Give the number of lines below that contain "deferred", with no other output.

**Extracted entries**.
________________________________________
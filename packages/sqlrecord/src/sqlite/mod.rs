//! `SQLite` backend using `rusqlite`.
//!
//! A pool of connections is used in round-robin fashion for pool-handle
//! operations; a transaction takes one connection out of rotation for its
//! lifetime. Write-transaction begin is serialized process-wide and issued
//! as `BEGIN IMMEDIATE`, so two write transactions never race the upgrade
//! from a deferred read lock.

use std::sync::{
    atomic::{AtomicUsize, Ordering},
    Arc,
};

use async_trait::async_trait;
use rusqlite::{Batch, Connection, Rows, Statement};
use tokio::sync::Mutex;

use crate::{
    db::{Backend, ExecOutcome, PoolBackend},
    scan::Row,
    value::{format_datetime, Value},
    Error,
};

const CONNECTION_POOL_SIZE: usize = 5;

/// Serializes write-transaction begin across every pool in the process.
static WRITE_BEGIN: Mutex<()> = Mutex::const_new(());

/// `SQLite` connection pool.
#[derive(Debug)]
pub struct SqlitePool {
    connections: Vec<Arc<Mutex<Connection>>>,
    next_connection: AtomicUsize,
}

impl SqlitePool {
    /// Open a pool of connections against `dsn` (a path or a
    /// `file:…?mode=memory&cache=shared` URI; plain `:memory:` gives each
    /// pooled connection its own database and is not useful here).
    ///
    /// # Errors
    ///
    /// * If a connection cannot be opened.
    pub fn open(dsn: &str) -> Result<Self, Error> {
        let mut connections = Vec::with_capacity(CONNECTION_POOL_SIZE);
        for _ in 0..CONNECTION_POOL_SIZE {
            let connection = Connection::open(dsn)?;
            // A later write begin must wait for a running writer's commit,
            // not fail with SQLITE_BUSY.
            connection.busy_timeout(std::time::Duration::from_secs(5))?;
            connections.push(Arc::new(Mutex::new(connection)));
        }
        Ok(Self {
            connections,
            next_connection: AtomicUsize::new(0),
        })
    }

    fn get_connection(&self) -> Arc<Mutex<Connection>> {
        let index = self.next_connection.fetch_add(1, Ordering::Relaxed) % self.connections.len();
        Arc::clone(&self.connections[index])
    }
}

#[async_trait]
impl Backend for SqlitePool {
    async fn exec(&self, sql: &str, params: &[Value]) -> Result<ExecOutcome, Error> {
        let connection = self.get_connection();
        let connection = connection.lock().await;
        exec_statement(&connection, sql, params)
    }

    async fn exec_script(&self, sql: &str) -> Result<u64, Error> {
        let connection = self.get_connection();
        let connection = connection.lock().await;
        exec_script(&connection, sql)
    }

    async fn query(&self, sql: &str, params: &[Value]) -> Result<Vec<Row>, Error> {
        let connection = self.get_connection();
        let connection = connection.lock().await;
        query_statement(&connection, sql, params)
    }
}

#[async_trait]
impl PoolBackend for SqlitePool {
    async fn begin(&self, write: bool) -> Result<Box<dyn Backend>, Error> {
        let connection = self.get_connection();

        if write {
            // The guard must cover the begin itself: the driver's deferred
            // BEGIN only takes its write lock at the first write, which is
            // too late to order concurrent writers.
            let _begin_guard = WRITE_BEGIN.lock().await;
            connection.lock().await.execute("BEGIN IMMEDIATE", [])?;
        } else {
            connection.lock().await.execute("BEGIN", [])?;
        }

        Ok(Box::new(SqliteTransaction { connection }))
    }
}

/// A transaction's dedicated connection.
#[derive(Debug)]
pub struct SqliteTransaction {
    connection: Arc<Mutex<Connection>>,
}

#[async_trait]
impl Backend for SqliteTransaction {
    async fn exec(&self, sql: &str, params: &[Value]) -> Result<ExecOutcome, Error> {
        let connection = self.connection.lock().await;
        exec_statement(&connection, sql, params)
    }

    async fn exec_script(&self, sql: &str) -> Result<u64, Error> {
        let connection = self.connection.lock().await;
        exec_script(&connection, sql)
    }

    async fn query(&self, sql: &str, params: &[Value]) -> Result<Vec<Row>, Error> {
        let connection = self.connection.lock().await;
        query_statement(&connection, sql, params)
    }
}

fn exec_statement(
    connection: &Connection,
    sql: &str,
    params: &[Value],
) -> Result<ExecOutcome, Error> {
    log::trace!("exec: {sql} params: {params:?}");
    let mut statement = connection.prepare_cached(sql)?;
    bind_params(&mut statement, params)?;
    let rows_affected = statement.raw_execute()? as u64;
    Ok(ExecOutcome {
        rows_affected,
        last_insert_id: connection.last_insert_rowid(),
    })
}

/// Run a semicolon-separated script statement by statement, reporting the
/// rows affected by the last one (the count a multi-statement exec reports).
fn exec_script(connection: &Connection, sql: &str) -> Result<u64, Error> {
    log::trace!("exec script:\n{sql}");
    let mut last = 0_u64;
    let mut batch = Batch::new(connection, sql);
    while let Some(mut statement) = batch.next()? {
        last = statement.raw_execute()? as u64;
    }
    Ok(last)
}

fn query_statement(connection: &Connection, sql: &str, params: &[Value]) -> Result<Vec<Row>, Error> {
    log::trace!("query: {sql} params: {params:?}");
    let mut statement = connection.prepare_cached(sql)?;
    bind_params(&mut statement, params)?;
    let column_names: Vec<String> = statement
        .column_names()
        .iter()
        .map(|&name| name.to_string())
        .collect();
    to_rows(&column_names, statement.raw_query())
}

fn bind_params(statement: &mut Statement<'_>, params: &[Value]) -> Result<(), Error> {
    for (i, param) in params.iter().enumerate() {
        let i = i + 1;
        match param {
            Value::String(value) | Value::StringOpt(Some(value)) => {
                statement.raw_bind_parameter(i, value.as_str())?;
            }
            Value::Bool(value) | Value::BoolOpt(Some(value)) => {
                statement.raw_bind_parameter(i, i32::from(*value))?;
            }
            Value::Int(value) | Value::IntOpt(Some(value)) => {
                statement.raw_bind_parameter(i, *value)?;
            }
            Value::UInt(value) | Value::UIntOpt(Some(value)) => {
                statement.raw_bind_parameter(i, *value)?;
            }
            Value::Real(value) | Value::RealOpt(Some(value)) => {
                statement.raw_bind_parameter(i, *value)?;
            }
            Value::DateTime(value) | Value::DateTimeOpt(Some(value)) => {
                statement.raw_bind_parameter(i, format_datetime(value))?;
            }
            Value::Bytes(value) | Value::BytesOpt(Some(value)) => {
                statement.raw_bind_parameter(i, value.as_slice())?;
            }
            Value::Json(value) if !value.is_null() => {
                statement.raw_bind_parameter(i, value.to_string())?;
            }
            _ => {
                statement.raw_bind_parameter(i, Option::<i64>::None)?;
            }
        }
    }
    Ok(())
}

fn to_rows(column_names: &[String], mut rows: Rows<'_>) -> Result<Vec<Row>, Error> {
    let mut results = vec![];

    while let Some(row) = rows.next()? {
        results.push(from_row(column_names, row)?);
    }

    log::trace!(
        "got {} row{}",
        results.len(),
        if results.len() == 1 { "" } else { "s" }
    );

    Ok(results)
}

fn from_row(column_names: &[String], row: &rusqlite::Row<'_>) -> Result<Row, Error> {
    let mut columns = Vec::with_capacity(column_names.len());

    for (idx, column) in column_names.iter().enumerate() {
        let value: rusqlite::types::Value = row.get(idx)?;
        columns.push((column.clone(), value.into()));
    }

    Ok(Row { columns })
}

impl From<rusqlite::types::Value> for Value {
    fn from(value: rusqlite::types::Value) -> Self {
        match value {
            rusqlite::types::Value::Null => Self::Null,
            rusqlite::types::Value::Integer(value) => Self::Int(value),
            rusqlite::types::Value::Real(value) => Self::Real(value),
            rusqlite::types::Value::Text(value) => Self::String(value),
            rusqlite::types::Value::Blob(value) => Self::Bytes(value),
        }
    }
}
________________________________________
**Reply**. 2